▼▼▼

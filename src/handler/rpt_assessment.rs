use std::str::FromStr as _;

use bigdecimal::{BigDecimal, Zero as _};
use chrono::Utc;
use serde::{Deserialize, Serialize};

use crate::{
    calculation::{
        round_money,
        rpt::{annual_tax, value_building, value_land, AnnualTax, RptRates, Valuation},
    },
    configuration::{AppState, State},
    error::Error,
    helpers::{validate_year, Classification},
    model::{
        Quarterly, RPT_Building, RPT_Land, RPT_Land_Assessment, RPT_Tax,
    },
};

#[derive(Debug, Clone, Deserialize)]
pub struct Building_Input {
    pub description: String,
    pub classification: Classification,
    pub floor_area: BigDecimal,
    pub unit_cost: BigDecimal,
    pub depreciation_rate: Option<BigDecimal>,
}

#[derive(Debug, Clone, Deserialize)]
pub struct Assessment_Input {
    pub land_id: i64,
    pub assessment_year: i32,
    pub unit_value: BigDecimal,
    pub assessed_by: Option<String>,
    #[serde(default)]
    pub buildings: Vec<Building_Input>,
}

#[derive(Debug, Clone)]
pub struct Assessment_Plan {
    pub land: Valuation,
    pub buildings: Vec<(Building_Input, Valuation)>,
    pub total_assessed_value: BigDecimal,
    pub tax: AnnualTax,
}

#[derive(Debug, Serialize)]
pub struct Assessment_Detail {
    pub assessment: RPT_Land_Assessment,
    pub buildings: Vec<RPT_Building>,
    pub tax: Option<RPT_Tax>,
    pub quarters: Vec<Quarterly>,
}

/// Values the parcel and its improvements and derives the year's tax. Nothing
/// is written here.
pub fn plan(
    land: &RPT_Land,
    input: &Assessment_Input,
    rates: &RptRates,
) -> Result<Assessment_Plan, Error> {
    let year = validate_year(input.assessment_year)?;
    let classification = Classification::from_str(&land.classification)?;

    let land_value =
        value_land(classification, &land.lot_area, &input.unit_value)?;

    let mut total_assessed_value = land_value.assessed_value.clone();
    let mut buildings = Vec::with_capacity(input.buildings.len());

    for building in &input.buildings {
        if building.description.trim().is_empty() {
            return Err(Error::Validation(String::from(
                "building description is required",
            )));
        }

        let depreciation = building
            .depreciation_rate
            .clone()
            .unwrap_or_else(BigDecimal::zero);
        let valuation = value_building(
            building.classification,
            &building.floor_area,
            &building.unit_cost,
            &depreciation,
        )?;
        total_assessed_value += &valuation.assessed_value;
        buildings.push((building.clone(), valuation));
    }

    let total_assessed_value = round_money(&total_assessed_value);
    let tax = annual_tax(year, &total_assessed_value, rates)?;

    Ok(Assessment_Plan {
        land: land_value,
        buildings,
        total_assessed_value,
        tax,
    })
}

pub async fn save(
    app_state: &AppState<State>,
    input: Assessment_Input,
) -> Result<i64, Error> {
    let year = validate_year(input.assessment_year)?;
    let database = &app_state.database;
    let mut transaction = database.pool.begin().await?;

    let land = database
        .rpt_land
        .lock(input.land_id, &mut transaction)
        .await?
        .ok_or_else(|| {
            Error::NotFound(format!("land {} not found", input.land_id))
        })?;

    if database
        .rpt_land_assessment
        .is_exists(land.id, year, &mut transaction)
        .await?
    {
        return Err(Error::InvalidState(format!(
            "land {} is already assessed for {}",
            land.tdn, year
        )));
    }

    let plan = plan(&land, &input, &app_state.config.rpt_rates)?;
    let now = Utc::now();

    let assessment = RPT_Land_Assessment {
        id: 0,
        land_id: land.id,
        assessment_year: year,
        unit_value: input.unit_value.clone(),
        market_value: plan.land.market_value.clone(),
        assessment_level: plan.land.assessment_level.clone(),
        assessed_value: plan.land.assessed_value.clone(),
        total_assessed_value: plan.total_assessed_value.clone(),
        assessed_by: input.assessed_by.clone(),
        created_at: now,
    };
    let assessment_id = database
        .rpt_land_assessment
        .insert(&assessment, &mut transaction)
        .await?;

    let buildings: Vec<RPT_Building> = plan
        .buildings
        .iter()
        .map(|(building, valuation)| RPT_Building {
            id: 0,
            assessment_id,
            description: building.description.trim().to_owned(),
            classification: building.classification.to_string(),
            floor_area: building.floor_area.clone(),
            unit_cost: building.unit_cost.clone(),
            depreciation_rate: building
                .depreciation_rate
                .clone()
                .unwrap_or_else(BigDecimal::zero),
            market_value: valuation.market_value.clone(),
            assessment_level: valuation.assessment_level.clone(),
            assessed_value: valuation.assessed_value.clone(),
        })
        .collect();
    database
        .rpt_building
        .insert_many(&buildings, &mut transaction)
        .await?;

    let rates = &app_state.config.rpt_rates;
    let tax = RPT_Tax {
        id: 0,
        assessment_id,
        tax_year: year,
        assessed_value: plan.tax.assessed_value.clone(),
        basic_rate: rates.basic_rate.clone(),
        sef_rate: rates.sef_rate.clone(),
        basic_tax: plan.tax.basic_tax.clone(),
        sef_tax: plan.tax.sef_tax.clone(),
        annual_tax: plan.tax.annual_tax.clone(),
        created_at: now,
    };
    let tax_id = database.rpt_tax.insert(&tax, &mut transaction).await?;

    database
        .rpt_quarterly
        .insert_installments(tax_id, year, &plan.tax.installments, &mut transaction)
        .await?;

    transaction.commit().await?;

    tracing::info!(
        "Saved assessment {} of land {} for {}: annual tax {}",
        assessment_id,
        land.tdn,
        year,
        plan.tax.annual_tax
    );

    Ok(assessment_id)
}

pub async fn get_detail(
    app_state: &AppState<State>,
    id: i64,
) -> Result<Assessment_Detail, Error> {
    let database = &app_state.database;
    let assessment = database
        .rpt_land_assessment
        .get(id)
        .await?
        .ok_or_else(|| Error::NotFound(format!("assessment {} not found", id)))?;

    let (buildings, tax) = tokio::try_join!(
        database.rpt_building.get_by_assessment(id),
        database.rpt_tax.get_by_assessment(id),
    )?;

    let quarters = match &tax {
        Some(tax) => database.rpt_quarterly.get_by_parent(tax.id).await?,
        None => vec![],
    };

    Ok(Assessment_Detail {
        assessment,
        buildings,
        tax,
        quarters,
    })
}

▲▲▲
▼▼▼

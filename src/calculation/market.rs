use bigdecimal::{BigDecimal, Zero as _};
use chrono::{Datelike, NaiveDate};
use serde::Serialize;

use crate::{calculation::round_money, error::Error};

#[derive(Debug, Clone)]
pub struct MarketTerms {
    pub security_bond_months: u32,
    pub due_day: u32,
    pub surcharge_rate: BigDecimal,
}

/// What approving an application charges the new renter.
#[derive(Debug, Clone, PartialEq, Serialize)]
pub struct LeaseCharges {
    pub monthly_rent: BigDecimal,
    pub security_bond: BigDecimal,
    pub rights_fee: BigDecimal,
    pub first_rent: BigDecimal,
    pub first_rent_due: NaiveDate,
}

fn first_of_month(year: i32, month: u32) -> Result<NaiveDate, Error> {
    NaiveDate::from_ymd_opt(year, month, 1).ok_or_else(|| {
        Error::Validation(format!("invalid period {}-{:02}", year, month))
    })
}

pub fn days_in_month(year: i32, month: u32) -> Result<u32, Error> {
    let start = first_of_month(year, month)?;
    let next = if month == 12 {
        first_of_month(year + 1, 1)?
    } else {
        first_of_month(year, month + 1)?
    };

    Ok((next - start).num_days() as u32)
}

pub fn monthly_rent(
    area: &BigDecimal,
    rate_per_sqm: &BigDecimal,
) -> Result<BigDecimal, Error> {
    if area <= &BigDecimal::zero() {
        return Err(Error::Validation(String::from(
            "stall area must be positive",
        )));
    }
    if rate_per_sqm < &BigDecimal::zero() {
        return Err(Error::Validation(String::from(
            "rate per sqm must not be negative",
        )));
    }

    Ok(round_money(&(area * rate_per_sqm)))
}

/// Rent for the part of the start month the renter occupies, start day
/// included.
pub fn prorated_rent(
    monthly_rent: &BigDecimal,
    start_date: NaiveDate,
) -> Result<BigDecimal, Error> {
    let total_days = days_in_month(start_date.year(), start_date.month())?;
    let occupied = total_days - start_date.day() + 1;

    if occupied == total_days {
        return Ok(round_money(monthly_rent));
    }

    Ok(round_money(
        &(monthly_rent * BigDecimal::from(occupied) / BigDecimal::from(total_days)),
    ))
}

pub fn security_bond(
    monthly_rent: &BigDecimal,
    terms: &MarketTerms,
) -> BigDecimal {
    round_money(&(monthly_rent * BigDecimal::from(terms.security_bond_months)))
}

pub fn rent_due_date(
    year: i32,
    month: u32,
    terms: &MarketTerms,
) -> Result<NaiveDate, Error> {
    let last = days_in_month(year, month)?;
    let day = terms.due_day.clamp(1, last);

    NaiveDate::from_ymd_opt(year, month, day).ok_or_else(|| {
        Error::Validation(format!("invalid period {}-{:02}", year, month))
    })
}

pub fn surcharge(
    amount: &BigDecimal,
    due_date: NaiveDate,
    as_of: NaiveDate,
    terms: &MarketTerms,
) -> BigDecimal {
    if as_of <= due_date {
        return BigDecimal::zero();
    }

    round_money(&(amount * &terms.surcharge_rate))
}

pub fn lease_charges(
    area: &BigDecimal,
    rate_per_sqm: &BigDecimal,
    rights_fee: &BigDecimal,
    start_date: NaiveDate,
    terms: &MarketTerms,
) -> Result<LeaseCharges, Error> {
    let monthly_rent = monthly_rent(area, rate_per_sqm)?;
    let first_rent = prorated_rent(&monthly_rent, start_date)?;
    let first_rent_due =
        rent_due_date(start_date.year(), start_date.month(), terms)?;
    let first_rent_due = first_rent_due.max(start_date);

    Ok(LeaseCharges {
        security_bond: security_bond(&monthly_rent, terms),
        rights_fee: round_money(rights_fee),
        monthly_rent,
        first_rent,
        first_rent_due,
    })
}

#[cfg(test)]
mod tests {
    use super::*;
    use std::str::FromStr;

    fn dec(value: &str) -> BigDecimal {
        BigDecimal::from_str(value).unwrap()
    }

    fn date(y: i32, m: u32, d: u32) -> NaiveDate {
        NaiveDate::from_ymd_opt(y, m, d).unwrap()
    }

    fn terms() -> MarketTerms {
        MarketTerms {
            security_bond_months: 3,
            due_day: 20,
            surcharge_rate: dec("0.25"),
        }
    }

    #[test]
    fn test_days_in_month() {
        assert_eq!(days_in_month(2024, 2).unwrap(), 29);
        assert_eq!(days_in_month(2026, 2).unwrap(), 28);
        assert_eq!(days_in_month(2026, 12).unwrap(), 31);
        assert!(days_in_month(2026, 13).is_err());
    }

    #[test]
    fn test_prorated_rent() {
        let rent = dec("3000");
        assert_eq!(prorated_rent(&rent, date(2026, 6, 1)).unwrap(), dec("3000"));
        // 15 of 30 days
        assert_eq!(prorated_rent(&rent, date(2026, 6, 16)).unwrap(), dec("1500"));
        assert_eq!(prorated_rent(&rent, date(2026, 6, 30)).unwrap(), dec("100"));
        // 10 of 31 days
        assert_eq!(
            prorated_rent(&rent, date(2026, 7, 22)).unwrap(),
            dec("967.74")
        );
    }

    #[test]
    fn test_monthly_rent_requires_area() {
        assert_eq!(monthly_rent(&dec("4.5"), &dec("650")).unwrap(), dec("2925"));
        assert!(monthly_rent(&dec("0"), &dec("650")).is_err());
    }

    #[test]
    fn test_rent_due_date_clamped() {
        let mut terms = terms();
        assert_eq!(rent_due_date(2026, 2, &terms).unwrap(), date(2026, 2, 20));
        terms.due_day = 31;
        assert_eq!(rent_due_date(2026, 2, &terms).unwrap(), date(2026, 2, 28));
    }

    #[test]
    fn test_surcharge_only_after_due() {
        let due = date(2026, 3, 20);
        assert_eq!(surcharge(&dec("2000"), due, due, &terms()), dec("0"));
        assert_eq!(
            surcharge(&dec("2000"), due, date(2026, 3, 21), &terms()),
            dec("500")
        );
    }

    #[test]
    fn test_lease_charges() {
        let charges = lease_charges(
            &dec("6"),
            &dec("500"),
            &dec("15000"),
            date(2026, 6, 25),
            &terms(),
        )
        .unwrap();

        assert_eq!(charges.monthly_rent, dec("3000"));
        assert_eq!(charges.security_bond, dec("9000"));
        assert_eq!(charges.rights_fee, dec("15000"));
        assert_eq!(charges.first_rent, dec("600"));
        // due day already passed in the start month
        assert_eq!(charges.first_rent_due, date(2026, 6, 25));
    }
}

▲▲▲

=== ACTIVITY ===
Of all the entries above, retype exactly the lines from the line with "assert_eq!(days_in_month(2026, 2).unwrap(), 28);" to the line with "10 of 31 days", both included, and no others.

=== EXERCISE SOLUTION ===
        assert_eq!(days_in_month(2026, 2).unwrap(), 28);
        assert_eq!(days_in_month(2026, 12).unwrap(), 31);
        assert!(days_in_month(2026, 13).is_err());
    }

    #[test]
    fn test_prorated_rent() {
        let rent = dec("3000");
        assert_eq!(prorated_rent(&rent, date(2026, 6, 1)).unwrap(), dec("3000"));
        // 15 of 30 days
        assert_eq!(prorated_rent(&rent, date(2026, 6, 16)).unwrap(), dec("1500"));
        assert_eq!(prorated_rent(&rent, date(2026, 6, 30)).unwrap(), dec("100"));
        // 10 of 31 days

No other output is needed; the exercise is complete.